Your assignment —
Scan the data below. Pull out each line where "title" occurs.

Extracted records —
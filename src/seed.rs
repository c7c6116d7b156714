//! Populates a database from [`SeedData`].
//!
//! Rows are inserted through the regular `create_*` operations, so seeding is
//! subject to the same validation as any other insert. Parents go in before
//! children and songs before the artists that link to them. The whole seed runs
//! in one transaction, so a failing row leaves the database as it was.

use crate::{
    config::seed::SeedData,
    core::{
        records::{self, NewCharacter},
        relations,
    },
    errors::Result,
};
use sea_orm::{ConnectionTrait, DatabaseConnection, TransactionTrait};
use tracing::{info, instrument};

/// Number of rows inserted per table group.
#[derive(Debug, Default, Clone, Copy, PartialEq, Eq)]
pub struct SeedSummary {
    /// Rows inserted into the standalone record tables
    pub records: usize,
    /// Rows inserted into the related tables, junction rows included
    pub relations: usize,
}

async fn seed_records<C: ConnectionTrait>(db: &C, seed: &SeedData) -> Result<usize> {
    let mut inserted = 0;

    for pet in &seed.pets {
        records::create_pet(db, &pet.name, &pet.species).await?;
        inserted += 1;
    }
    for artifact in &seed.artifacts {
        records::create_artifact(
            db,
            &artifact.name,
            &artifact.origin,
            artifact.age,
            &artifact.description,
            artifact.is_magical,
        )
        .await?;
        inserted += 1;
    }
    for location in &seed.locations {
        records::create_location(
            db,
            &location.name,
            &location.region,
            location.population,
            &location.description,
            location.is_capital,
        )
        .await?;
        inserted += 1;
    }
    for car in &seed.cars {
        records::create_car(db, &car.model, car.year, &car.color, car.price).await?;
        inserted += 1;
    }
    for task in &seed.tasks {
        records::create_task(
            db,
            &task.title,
            &task.description,
            task.due_date,
            task.is_finished,
        )
        .await?;
        inserted += 1;
    }
    for room in &seed.hotel_rooms {
        records::create_hotel_room(
            db,
            room.room_number,
            room.room_type,
            room.capacity,
            &room.amenities,
            room.price_per_night,
            room.is_reserved,
        )
        .await?;
        inserted += 1;
    }
    for character in &seed.characters {
        records::create_character(
            db,
            NewCharacter {
                name: character.name.clone(),
                class_name: character.class_name,
                level: character.level,
                strength: character.strength,
                dexterity: character.dexterity,
                intelligence: character.intelligence,
                hit_points: character.hit_points,
                inventory: character.inventory.clone(),
            },
        )
        .await?;
        inserted += 1;
    }

    Ok(inserted)
}

async fn seed_relations<C: ConnectionTrait>(db: &C, seed: &SeedData) -> Result<usize> {
    let mut inserted = 0;

    for author_seed in &seed.authors {
        let author = relations::create_author(db, &author_seed.name).await?;
        inserted += 1;
        for book in &author_seed.books {
            relations::create_book(db, &book.title, book.price, author.id).await?;
            inserted += 1;
        }
    }

    for title in &seed.songs {
        relations::create_song(db, title).await?;
        inserted += 1;
    }
    for artist_seed in &seed.artists {
        relations::create_artist(db, &artist_seed.name).await?;
        inserted += 1;
        for title in &artist_seed.songs {
            relations::add_song_to_artist(db, &artist_seed.name, title).await?;
            inserted += 1;
        }
    }

    for product_seed in &seed.products {
        let product = relations::create_product(db, &product_seed.name).await?;
        inserted += 1;
        for review in &product_seed.reviews {
            relations::create_review(db, &review.description, review.rating, product.id).await?;
            inserted += 1;
        }
    }

    for driver_seed in &seed.drivers {
        let driver =
            relations::create_driver(db, &driver_seed.first_name, &driver_seed.last_name).await?;
        inserted += 1;
        if let Some(license) = &driver_seed.license {
            relations::create_license(db, &license.license_number, license.issue_date, driver.id)
                .await?;
            inserted += 1;
        }
    }

    for name in &seed.owners {
        relations::create_owner(db, name).await?;
        inserted += 1;
    }
    for car in &seed.registry_cars {
        relations::create_registry_car(db, &car.model, car.year, None).await?;
        inserted += 1;
    }
    for number in &seed.registrations {
        relations::create_registration(db, number).await?;
        inserted += 1;
    }

    Ok(inserted)
}

/// Inserts every row described by `seed`.
#[instrument(skip_all)]
pub async fn populate(db: &DatabaseConnection, seed: &SeedData) -> Result<SeedSummary> {
    let txn = db.begin().await?;
    let summary = SeedSummary {
        records: seed_records(&txn, seed).await?,
        relations: seed_relations(&txn, seed).await?,
    };
    txn.commit().await?;
    info!(
        records = summary.records,
        relations = summary.relations,
        "Seed data inserted"
    );
    Ok(summary)
}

Exercise answer —
            &task.title,
            relations::create_book(db, &book.title, book.price, author.id).await?;
    for title in &seed.songs {
        relations::create_song(db, title).await?;
        for title in &artist_seed.songs {
            relations::add_song_to_artist(db, &artist_seed.name, title).await?;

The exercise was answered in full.